» WHAT TO WORK ON: Among the records below, how many lines contain "order"? State the number and nothing more.

» Dataset entries:
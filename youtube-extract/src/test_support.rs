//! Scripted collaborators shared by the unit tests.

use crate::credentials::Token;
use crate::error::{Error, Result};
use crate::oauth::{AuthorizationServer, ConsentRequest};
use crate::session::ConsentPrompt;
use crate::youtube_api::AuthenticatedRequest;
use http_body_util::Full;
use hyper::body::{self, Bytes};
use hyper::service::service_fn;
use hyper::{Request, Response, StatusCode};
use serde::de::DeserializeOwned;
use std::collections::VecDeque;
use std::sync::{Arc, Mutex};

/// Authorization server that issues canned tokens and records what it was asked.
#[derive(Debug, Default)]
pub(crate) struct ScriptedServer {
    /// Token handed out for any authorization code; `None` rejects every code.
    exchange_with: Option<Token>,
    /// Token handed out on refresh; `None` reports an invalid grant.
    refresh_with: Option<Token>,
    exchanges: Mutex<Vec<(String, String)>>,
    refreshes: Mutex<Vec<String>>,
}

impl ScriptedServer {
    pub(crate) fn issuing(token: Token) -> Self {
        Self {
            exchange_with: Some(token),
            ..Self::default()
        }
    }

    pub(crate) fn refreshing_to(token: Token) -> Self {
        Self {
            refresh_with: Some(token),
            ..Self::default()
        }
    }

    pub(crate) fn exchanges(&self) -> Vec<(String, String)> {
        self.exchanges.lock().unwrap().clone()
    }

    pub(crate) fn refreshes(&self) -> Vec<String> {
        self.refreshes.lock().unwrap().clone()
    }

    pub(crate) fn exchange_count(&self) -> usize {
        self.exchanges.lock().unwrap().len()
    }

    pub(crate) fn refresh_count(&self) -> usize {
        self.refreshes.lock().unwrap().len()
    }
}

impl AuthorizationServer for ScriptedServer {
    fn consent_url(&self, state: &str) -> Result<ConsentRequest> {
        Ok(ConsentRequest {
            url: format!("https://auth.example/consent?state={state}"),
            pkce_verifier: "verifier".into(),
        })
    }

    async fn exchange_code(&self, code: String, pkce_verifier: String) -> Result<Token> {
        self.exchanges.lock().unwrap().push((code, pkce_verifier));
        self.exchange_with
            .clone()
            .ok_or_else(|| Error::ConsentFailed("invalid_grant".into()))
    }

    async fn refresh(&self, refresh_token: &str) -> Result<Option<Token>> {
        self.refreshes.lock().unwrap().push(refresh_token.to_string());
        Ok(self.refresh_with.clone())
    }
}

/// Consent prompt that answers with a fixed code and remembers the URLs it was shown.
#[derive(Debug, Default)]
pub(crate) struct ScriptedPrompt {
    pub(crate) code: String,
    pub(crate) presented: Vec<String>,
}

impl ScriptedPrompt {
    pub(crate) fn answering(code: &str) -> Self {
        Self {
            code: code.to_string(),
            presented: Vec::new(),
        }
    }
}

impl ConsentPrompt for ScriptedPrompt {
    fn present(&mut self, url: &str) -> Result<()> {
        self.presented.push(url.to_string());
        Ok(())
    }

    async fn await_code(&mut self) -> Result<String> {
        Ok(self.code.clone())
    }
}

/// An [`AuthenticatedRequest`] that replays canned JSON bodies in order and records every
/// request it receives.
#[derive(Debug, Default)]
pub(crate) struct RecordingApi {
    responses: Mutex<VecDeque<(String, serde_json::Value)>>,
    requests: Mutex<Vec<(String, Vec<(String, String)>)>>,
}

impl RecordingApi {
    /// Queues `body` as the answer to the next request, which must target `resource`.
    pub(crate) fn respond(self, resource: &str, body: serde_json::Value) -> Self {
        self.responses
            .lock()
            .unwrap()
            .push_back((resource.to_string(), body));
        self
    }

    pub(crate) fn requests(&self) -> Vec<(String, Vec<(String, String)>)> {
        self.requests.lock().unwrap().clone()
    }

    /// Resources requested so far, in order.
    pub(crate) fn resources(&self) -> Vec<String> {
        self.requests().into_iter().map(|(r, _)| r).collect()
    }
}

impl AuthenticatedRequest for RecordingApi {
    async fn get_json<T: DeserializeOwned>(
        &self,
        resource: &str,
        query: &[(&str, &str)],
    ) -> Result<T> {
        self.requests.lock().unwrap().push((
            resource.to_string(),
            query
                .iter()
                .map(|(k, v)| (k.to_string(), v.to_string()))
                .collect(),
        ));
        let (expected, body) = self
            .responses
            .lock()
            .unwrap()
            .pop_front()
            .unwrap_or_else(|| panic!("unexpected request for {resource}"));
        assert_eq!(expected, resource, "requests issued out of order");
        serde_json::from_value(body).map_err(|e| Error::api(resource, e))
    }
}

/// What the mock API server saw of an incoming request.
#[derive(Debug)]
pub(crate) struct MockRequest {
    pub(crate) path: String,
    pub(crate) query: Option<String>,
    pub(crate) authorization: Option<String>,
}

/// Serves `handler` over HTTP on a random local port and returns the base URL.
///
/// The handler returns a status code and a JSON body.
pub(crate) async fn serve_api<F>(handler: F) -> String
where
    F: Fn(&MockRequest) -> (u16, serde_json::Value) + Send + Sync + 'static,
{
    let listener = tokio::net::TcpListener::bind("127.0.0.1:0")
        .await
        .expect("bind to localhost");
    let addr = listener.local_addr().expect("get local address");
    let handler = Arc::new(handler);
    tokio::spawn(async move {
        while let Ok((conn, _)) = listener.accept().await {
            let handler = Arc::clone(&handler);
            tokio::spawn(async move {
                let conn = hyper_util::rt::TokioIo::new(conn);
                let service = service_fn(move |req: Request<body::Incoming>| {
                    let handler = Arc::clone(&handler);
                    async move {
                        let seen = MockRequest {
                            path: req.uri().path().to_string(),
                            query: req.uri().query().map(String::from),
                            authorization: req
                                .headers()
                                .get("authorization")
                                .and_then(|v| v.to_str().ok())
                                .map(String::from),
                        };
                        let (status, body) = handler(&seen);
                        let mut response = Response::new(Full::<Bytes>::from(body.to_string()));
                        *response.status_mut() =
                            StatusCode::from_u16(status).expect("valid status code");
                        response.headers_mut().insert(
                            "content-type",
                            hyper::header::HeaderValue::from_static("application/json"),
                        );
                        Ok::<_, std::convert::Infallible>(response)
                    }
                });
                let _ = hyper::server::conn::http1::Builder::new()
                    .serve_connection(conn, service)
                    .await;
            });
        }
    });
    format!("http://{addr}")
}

==

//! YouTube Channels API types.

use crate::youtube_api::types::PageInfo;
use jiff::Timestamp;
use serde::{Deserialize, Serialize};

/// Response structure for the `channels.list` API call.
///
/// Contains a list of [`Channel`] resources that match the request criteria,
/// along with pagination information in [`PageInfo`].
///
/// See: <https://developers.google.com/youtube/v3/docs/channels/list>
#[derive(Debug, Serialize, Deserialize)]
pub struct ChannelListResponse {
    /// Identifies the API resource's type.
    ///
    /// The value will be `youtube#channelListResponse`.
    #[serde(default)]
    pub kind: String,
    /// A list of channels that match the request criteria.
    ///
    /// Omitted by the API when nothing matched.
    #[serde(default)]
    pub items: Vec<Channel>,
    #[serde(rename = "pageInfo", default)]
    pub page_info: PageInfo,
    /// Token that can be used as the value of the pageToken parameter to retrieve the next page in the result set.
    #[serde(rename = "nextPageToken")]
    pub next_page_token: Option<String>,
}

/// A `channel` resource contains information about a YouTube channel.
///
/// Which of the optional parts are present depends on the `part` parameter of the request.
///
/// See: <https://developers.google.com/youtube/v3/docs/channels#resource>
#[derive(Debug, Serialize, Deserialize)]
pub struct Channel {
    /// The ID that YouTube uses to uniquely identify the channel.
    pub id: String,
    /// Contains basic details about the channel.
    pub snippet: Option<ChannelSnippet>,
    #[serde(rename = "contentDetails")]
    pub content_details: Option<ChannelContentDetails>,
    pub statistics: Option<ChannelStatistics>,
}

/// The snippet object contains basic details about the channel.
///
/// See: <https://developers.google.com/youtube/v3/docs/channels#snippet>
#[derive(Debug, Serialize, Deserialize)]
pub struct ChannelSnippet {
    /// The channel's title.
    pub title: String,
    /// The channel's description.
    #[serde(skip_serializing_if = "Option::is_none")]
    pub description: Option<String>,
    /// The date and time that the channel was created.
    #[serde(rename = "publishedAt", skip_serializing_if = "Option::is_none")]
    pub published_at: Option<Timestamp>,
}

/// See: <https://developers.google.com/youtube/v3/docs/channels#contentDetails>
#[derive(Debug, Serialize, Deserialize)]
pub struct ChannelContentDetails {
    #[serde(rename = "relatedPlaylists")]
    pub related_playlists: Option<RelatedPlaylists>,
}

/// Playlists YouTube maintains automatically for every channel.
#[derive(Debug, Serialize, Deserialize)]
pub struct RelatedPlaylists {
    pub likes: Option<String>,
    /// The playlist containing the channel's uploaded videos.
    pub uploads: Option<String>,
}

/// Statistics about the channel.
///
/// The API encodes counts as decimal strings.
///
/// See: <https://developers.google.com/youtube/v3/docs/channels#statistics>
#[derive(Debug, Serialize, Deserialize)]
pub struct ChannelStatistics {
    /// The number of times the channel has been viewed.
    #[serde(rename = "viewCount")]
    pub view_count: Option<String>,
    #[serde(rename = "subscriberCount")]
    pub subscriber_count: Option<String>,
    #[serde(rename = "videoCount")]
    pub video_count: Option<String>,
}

* * *

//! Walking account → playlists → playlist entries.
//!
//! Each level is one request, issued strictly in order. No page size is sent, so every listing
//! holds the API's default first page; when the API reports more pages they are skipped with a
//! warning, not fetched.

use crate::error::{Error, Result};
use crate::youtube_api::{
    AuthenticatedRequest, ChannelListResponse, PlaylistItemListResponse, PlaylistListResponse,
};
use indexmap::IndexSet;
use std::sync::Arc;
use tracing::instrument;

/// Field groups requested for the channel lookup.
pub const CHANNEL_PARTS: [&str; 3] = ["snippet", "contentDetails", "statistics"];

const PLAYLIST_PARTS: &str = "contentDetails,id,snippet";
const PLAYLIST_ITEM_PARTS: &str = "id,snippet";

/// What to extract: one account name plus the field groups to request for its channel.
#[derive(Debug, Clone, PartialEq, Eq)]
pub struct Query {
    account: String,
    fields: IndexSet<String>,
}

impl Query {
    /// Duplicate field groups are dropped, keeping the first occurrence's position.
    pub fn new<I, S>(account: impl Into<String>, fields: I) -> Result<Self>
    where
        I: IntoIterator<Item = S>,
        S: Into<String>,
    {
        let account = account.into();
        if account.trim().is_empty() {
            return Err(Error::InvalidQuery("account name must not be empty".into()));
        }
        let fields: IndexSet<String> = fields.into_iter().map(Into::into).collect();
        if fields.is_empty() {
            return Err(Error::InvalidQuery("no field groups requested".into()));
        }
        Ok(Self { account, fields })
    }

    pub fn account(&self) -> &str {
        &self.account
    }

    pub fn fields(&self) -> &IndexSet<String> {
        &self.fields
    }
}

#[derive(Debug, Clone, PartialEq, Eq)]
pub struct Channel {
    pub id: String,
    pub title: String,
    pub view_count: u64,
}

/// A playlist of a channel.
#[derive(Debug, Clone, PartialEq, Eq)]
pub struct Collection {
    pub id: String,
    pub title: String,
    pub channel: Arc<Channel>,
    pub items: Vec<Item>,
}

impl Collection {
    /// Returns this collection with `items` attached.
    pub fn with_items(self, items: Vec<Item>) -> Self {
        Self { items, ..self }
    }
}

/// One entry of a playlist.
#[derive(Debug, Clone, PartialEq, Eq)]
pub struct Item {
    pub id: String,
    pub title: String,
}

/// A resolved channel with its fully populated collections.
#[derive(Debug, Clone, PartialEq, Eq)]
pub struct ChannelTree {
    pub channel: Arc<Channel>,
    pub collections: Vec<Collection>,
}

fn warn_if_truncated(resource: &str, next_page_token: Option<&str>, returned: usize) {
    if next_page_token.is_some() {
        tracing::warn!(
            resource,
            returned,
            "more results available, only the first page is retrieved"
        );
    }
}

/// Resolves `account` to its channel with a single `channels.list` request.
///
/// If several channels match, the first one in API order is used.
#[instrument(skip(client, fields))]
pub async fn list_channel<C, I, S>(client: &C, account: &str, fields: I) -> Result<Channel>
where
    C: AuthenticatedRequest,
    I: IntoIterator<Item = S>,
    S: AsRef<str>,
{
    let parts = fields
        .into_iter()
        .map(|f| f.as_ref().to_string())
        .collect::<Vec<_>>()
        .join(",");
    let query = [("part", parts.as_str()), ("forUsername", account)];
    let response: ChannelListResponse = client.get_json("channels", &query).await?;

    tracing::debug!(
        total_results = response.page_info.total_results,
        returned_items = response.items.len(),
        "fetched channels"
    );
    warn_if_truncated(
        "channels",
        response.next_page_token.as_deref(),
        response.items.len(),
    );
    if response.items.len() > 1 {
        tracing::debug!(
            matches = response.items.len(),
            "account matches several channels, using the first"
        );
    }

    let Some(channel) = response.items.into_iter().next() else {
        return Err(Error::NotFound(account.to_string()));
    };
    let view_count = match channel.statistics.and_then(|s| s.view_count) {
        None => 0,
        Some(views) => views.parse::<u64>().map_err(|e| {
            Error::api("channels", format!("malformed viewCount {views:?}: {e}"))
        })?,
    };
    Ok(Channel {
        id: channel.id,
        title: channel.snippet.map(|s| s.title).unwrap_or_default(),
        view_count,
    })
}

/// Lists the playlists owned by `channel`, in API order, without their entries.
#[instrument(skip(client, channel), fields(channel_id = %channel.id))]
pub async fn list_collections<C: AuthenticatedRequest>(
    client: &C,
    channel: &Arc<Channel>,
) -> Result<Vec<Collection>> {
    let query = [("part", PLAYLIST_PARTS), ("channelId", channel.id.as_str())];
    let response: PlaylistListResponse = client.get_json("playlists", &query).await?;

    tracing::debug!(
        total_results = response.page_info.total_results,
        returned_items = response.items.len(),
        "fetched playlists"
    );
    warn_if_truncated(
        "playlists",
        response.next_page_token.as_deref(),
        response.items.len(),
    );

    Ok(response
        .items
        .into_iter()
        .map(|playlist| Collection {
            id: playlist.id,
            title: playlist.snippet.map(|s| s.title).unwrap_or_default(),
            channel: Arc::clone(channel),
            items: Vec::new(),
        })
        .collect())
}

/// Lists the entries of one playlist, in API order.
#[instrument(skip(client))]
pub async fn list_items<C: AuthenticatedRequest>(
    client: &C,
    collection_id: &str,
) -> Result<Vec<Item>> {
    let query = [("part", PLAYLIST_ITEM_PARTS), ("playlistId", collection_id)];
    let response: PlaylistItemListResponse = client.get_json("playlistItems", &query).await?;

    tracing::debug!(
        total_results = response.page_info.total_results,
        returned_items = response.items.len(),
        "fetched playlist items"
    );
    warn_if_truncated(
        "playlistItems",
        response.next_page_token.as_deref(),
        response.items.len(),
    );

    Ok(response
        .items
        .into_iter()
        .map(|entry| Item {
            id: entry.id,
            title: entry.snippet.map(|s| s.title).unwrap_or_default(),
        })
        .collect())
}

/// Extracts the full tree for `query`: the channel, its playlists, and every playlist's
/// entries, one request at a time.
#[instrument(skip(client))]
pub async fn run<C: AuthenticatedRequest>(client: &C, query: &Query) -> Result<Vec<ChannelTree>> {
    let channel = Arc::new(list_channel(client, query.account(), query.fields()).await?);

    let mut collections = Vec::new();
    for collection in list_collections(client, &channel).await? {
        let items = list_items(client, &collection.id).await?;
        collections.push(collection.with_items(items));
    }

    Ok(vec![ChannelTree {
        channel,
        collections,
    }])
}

» TASK RESULT: 7